Our results ultimately suggest that maternal REE supplementation during late gestation and lactation may regulate oxidative stress and immune status by modulating gut bacteria and inhibiting the proliferation of potential pathogen in sows and accordingly modulate the microbiota establishment in their offspring, thus promoting hormone secretion and improving the health condition of suckling piglets. It is informed that La3+ or Ce3+ has ionic radii similar to important nutritional ion Ca2+, and specifically regulate the activities of various biochemical pathways and affect intermediate metabolism [13]. That may be one of the reasonable explanation for the results of our study. Anti-bacteria, anti-oxidative, and anti-inflammatory properties ascribed to REEs included in sows’ diets may also contribute to performance enhancing effects of offspring piglets. Whereas, the exact mechanisms underlying these beneficial effects of REEs on pigs, just as how the REEs included in diets of the sows influence piglets’ biological responses, remain to be verified and further research is required. Even so, the results obtained from our study may be supported by a recent review, reporting the lactocrine hypothesis for maternal programming of reproductive development in pigs. The hypothesis provided a lactocrine mechanism, by extending trophic signals from mother into offspring in colostrum [56]. Apart from that, whether sows or piglets, little difference was found between the REE-L- and the control group in the current study, indicating the necessity of further addition of REEs during the lactation stage.

5. Conclusions

Taken together, REE supplementation improves the antioxidant, immune status of sows and beneficially changes microbial composition.
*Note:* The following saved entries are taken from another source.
use config::{Config as ConfigBuilder, ConfigError, Environment, File};
use serde::Deserialize;
use std::env;

#[derive(Debug, Deserialize, Clone)]
pub struct Config {
    pub server: ServerConfig,
    pub database: DatabaseConfig,
    pub auth: AuthConfig,
    pub session: SessionConfig,
    #[serde(default)]
    pub logging: LoggingConfig,
}

#[derive(Debug, Deserialize, Clone)]
pub struct ServerConfig {
    pub host: String,
    pub port: u16,
    /// Public URL of this application, used to build the post-logout return address.
    pub base_url: String,
}

#[derive(Debug, Deserialize, Clone)]
pub struct DatabaseConfig {
    pub url: String,
    pub max_connections: u32,
}

/// Identity provider client parameters.
#[derive(Debug, Deserialize, Clone)]
pub struct AuthConfig {
    pub client_id: String,
    pub client_secret: String,
    pub domain: String,
    pub callback_url: String,
    /// Overrides `https://{domain}` as the provider base URL.
    #[serde(default)]
    pub provider_url: Option<String>,
    pub scopes: String,
    pub timeout_secs: u64,
}

impl AuthConfig {
    pub fn provider_base(&self) -> String {
        match &self.provider_url {
            Some(url) if !url.trim().is_empty() => url.trim().trim_end_matches('/').to_owned(),
            _ => format!("https://{}", self.domain),
        }
    }
}

#[derive(Debug, Deserialize, Clone)]
pub struct SessionConfig {
    pub cookie_key: String,
    pub secure: bool,
}

#[derive(Debug, Deserialize, Clone)]
pub struct LoggingConfig {
    #[serde(default = "default_log_level")]
    pub level: String,
    #[serde(default = "default_log_format")]
    pub format: String,
}

impl Default for LoggingConfig {
    fn default() -> Self {
        Self {
            level: default_log_level(),
            format: default_log_format(),
        }
    }
}

fn default_log_level() -> String {
    "info".to_string()
}

fn default_log_format() -> String {
    "pretty".to_string()
}

impl Config {
    /// Load configuration from file and environment variables
    ///
    /// Priority (highest to lowest):
    /// 1. Legacy variables (AUTH0_CLIENT_ID, COOKIE_KEY, DATABASE_URL, PORT, ...)
    /// 2. Environment variables (PROTESTPULSE__DATABASE__URL, etc.)
    /// 3. Config file specified by path
    /// 4. Hardcoded defaults
    pub fn load(config_path: Option<String>) -> Result<Self, ConfigError> {
        let mut builder = ConfigBuilder::builder();

        builder = builder
            .set_default("server.host", "127.0.0.1")?
            .set_default("server.port", 3000)?
            .set_default("server.base_url", "http://localhost:3000")?
            .set_default("database.url", "sqlite:protestpulse.db")?
            .set_default("database.max_connections", 5)?
            .set_default("auth.client_id", "")?
            .set_default("auth.client_secret", "")?
            .set_default("auth.domain", "")?
            .set_default("auth.callback_url", "http://localhost:3000/auth/callback")?
            .set_default("auth.scopes", "openid profile email")?
            .set_default("auth.timeout_secs", 30)?
            .set_default("session.cookie_key", "")?
            .set_default("session.secure", false)?;

        let config_file_path = config_path
            .or_else(|| env::var("CONFIG_PATH").ok())
            .unwrap_or_else(|| "config/default.toml".to_string());

        if std::path::Path::new(&config_file_path).exists() {
            builder = builder.add_source(File::with_name(&config_file_path));
        }

        builder = builder.add_source(
            Environment::with_prefix("PROTESTPULSE")
                .separator("__")
                .try_parsing(true),
        );

        for (var, key) in [
            ("AUTH0_CLIENT_ID", "auth.client_id"),
            ("AUTH0_CLIENT_SECRET", "auth.client_secret"),
            ("AUTH0_DOMAIN", "auth.domain"),
            ("AUTH0_CALLBACK_URL", "auth.callback_url"),
            ("COOKIE_KEY", "session.cookie_key"),
            ("DATABASE_URL", "database.url"),
        ] {
            if let Ok(value) = env::var(var) {
                builder = builder.set_override(key, value)?;
            }
        }

        if let Ok(port) = env::var("PORT") {
            let port: u16 = port
                .parse()
                .map_err(|e| ConfigError::Message(format!("invalid PORT: {e}")))?;
            builder = builder.set_override("server.port", i64::from(port))?;
        }

        builder.build()?.try_deserialize()
    }

    /// Validate configuration
    pub fn validate(&self) -> Result<(), String> {
        if self.session.cookie_key.len() < 32 {
            return Err("Session cookie key must be at least 32 characters long".to_string());
        }

        if self.auth.client_id.is_empty() {
            return Err("Identity provider client id must be set".to_string());
        }

        let provider_url = self.auth.provider_url.as_deref().map(str::trim);
        if self.auth.domain.is_empty() && provider_url.is_none_or(str::is_empty) {
            return Err("Identity provider domain must be set".to_string());
        }

        if self.database.max_connections < 1 {
            return Err("Database max_connections must be at least 1".to_string());
        }

        if self.server.port == 0 {
            return Err("Server port must be greater than 0".to_string());
        }

        Ok(())
    }
}
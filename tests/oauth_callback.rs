mod helpers;

use axum::http::{HeaderMap, HeaderValue, StatusCode, header};
use helpers::{
    ACCESS_TOKEN, GOOD_CODE, ID_TOKEN, TestApp, body_string, cookie_pair, jane, location,
    spawn_provider, spawn_provider_with_userinfo,
};

#[tokio::test]
async fn callback_stores_tokens_and_profile_then_redirects_home() {
    let app = TestApp::with_provider(Some(spawn_provider().await)).await;

    let response = app
        .get(&format!("/auth/callback?code={GOOD_CODE}"), None)
        .await;

    assert_eq!(response.status(), StatusCode::SEE_OTHER);
    assert_eq!(location(&response), Some("/"));

    let cookie = cookie_pair(&response).expect("session cookie");
    assert!(cookie.starts_with("auth-session="));

    let mut headers = HeaderMap::new();
    headers.insert(header::COOKIE, HeaderValue::from_str(&cookie).unwrap());
    let session = app.sessions.load(&headers).unwrap();
    let data = session.data();

    assert_eq!(data.access_token.as_deref(), Some(ACCESS_TOKEN));
    assert_eq!(data.id_token.as_deref(), Some(ID_TOKEN));

    let profile = data.profile.as_ref().unwrap();
    assert_eq!(profile.user_id, "auth0|jane");
    assert_eq!(profile.email, "jane@example.com");
    assert_eq!(profile.picture, "https://example.com/jane.png");

    let home = app.get("/", Some(&cookie)).await;
    assert_eq!(home.status(), StatusCode::OK);
    assert!(body_string(home).await.contains("Jane Doe"));
}

#[tokio::test]
async fn invalid_code_fails_without_touching_existing_session() {
    let app = TestApp::with_provider(Some(spawn_provider().await)).await;
    let cookie = app.signed_in(jane());

    let response = app
        .get("/auth/callback?code=forged", Some(&cookie))
        .await;

    assert_eq!(response.status(), StatusCode::INTERNAL_SERVER_ERROR);
    assert!(location(&response).is_none());
    assert!(cookie_pair(&response).is_none());
    assert!(body_string(response).await.contains("invalid_grant"));

    assert_eq!(app.get("/", Some(&cookie)).await.status(), StatusCode::OK);
}

#[tokio::test]
async fn missing_code_is_a_server_error() {
    let app = TestApp::new().await;

    let response = app.get("/auth/callback", None).await;

    assert_eq!(response.status(), StatusCode::INTERNAL_SERVER_ERROR);
    assert!(cookie_pair(&response).is_none());
    assert!(body_string(response).await.contains("missing authorization code"));
}

#[tokio::test]
async fn provider_error_is_reported() {
    let app = TestApp::new().await;

    let response = app
        .get(
            "/auth/callback?error=access_denied&error_description=User%20cancelled",
            None,
        )
        .await;

    assert_eq!(response.status(), StatusCode::INTERNAL_SERVER_ERROR);
    assert!(cookie_pair(&response).is_none());
    assert!(body_string(response).await.contains("access_denied"));
}

#[tokio::test]
async fn malformed_userinfo_is_a_server_error() {
    let provider = spawn_provider_with_userinfo("{not json").await;
    let app = TestApp::with_provider(Some(provider)).await;

    let response = app
        .get(&format!("/auth/callback?code={GOOD_CODE}"), None)
        .await;

    assert_eq!(response.status(), StatusCode::INTERNAL_SERVER_ERROR);
    assert!(cookie_pair(&response).is_none());
    assert!(body_string(response).await.contains("malformed"));
}

#[tokio::test]
async fn profile_without_email_is_refused() {
    let provider = spawn_provider_with_userinfo(r#"{"sub":"auth0|anon"}"#).await;
    let app = TestApp::with_provider(Some(provider)).await;

    let response = app
        .get(&format!("/auth/callback?code={GOOD_CODE}"), None)
        .await;

    assert_eq!(response.status(), StatusCode::INTERNAL_SERVER_ERROR);
    assert!(cookie_pair(&response).is_none());
}

#[tokio::test]
async fn unreachable_provider_is_a_server_error() {
    let app = TestApp::with_provider(Some("http://127.0.0.1:9".to_owned())).await;

    let response = app
        .get(&format!("/auth/callback?code={GOOD_CODE}"), None)
        .await;

    assert_eq!(response.status(), StatusCode::INTERNAL_SERVER_ERROR);
    assert!(cookie_pair(&response).is_none());
}
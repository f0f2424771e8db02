//! Cookie backed session store.
//!
//! The whole session lives in a single encrypted and authenticated cookie
//! (`auth-session`) holding [`SessionData`] as JSON.

use axum::{
    extract::FromRequestParts,
    http::{HeaderMap, request::Parts},
};
use axum_extra::extract::{
    CookieJar, PrivateCookieJar,
    cookie::{Cookie, Key, SameSite},
};
use serde::{Deserialize, Serialize};
use sha3::{Digest, Sha3_512};
use thiserror::Error;

use crate::error::AppError;
use crate::profile::Profile;
use crate::routes::AppState;

pub const SESSION_COOKIE_NAME: &str = "auth-session";

const SESSION_MAX_AGE_DAYS: i64 = 30;

#[derive(Debug, Error)]
pub enum SessionError {
    #[error("session cookie could not be authenticated")]
    Tampered,

    #[error("session cookie could not be decoded: {0}")]
    Codec(#[from] serde_json::Error),
}

#[derive(Debug, Clone, Default, PartialEq, Eq, Serialize, Deserialize)]
pub struct SessionData {
    pub id_token: Option<String>,
    pub access_token: Option<String>,
    pub profile: Option<Profile>,
}

#[derive(Clone)]
pub struct SessionStore {
    key: Key,
    secure: bool,
}

impl SessionStore {
    /// The cookie key is derived from `secret` with SHA3-512, which yields the
    /// 64 bytes the cookie encryption requires.
    pub fn new(secret: &str, secure: bool) -> Self {
        let digest = Sha3_512::digest(secret.as_bytes());

        Self {
            key: Key::from(digest.as_slice()),
            secure,
        }
    }

    pub fn load(&self, headers: &HeaderMap) -> Result<Session, SessionError> {
        let jar = PrivateCookieJar::from_headers(headers, self.key.clone());

        let data = match jar.get(SESSION_COOKIE_NAME) {
            Some(cookie) => serde_json::from_str(cookie.value())?,
            None if CookieJar::from_headers(headers)
                .get(SESSION_COOKIE_NAME)
                .is_some() =>
            {
                return Err(SessionError::Tampered);
            }
            None => SessionData::default(),
        };

        Ok(Session {
            jar,
            data,
            secure: self.secure,
        })
    }

    /// Empty session that replaces whatever cookie the request carried, readable or not.
    pub fn start(&self, headers: &HeaderMap) -> Session {
        Session {
            jar: PrivateCookieJar::from_headers(headers, self.key.clone()),
            data: SessionData::default(),
            secure: self.secure,
        }
    }
}

/// Session of the current request.
///
/// Nothing is written back unless the jar returned by [`Session::save`] or
/// [`Session::clear`] is part of the response.
pub struct Session {
    jar: PrivateCookieJar,
    data: SessionData,
    secure: bool,
}

impl Session {
    pub fn data(&self) -> &SessionData {
        &self.data
    }

    pub fn profile(&self) -> Option<&Profile> {
        self.data.profile.as_ref()
    }

    pub fn save(self, data: SessionData) -> Result<PrivateCookieJar, SessionError> {
        let value = serde_json::to_string(&data)?;
        let cookie = Cookie::build((SESSION_COOKIE_NAME, value))
            .path("/")
            .http_only(true)
            .secure(self.secure)
            .same_site(SameSite::Lax)
            .max_age(time::Duration::days(SESSION_MAX_AGE_DAYS))
            .build();

        Ok(self.jar.add(cookie))
    }

    pub fn clear(self) -> PrivateCookieJar {
        self.jar.remove(Cookie::build(SESSION_COOKIE_NAME).path("/"))
    }
}

impl FromRequestParts<AppState> for Session {
    type Rejection = AppError;

    async fn from_request_parts(
        parts: &mut Parts,
        state: &AppState,
    ) -> Result<Self, Self::Rejection> {
        Ok(state.sessions.load(&parts.headers)?)
    }
}
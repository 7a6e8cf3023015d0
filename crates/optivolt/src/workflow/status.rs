//! Configuration status of every environment

use optivolt_core::{EnvironmentResolver, HostConfig};
use optivolt_exec::CredentialSource;

/// One status line for `name`; never opens a connection
pub(crate) fn describe(name: &str, config: &HostConfig) -> String {
    let label = name.to_uppercase();

    let channel = if config.is_local() {
        format!("local ({})", config.hostname)
    } else {
        let credentials = CredentialSource::select(&config.credential_ref);
        format!(
            "ssh {}@{}:{} ({})",
            config.username,
            config.dial_address(),
            config.port,
            credentials.kind()
        )
    };

    match config.validate() {
        Ok(()) => format!("[{label}] {channel}: configuration OK"),
        Err(issues) => {
            let issues: Vec<_> = issues.iter().map(ToString::to_string).collect();
            format!("[{label}] {channel}: INVALID ({})", issues.join("; "))
        }
    }
}

/// Print the configuration status of every environment
///
/// # Errors
/// Fails if the configuration cannot be loaded
pub fn status(resolver: &EnvironmentResolver) -> eyre::Result<()> {
    let document = resolver.document()?;
    println!("Checking {} environment(s)\n", document.environments.len());

    for (name, config) in &document.environments {
        println!("{}", describe(name, config));
    }
    Ok(())
}
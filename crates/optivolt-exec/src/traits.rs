//! Execution channel traits

use std::time::Duration;

use async_trait::async_trait;
use optivolt_core::HostConfig;

use crate::error::ExecError;
use crate::result::ExecutionResult;

/// A channel that runs one shell command for an environment
#[async_trait]
pub trait Executor: Send + Sync {
    /// Run `cmd`, failing if it does not finish within `timeout`
    async fn run_with_timeout(
        &self,
        cmd: &str,
        timeout: Duration,
    ) -> Result<ExecutionResult, ExecError>;

    /// Channel name for logs (`local`, `ssh`)
    fn executor_type(&self) -> &'static str;
}

/// Creates a fresh channel for each dispatched command
pub trait ChannelFactory: Send + Sync {
    /// Channel running on this machine in `working_directory`
    fn local(&self, working_directory: &str) -> Box<dyn Executor>;

    /// Channel running on the host described by `config`
    ///
    /// # Errors
    /// Returns `ExecError` if the channel cannot be prepared
    fn remote(&self, config: &HostConfig) -> Result<Box<dyn Executor>, ExecError>;
}
//! Raw command dispatch

use std::time::Duration;

use eyre::bail;
use optivolt_exec::Dispatcher;

use super::stage_failure;

/// Run `command` in `environment` and print its output
///
/// # Errors
/// Fails if the command could not run or exited non-zero
pub async fn exec(
    dispatcher: &Dispatcher,
    environment: &str,
    command: &[String],
    timeout: Duration,
) -> eyre::Result<()> {
    let command = command.join(" ");

    let result = dispatcher
        .execute(environment, &command, timeout)
        .await
        .map_err(|e| stage_failure(environment, e))?;

    print!("{}", result.output);

    if !result.success {
        bail!("command exited with status {}", result.exit_code);
    }
    Ok(())
}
We speculate these lead to a good physiological condition of sows and, accordingly, improve the reproductive performance of sows and growth performance of their offspring. The increased ADG of piglets is presumably resultant from the rising secretion of IGF-1 and inhibition the potential pathogens by maternal REE addition. Furtehrmore, it is more effective to add an REE mixture during both late gestation and lactation rather than only in late gestation. The findings of our study offer new insights into how an REE diet during late gestation and lactation profoundly affects porcine health and performance, and also will facilitate the application of REEs in animal production.